ASSIGNMENT: Among the records, which lines hold the word "engine"? Pick them out.

(Stored items)
//! Rule store abstraction for the retune override engine
//!
//! This crate provides a unified interface for loading override rules from
//! different storage backends:
//!
//! - **Memory store**: in-process rule list for tests and development
//! - **PostgreSQL store**: database-backed rules behind the `postgres`
//!   feature
//!
//! Stores deliver only enabled rules, already ordered by descending
//! priority. A store with no backing storage reports an empty rule set
//! rather than an error, so the engine fails open.
//!
//! # Quick Start
//!
//! ```
//! use retune_core::OverrideRule;
//! use retune_store::{MemoryRuleStore, RuleStore};
//!
//! # #[tokio::main(flavor = "current_thread")]
//! # async fn main() -> anyhow::Result<()> {
//! let store = MemoryRuleStore::new();
//! store
//!     .insert(OverrideRule::new().with_pattern("%orders%").with_setting("max_workers", "2"))
//!     .await;
//!
//! let rules = store.list_enabled_rules().await?;
//! assert_eq!(rules.len(), 1);
//! # Ok(())
//! # }
//! ```

pub mod error;
pub mod memory;
pub mod payload;
pub mod traits;

#[cfg(feature = "postgres")]
pub mod postgres;

// Re-exports
pub use error::{StoreError, StoreResult};
pub use memory::MemoryRuleStore;
pub use payload::settings_from_json;
pub use traits::RuleStore;

#[cfg(feature = "postgres")]
pub use postgres::PostgresRuleStore;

REPLY TO THE EXERCISE:
//! Rule store abstraction for the retune override engine
//! rather than an error, so the engine fails open.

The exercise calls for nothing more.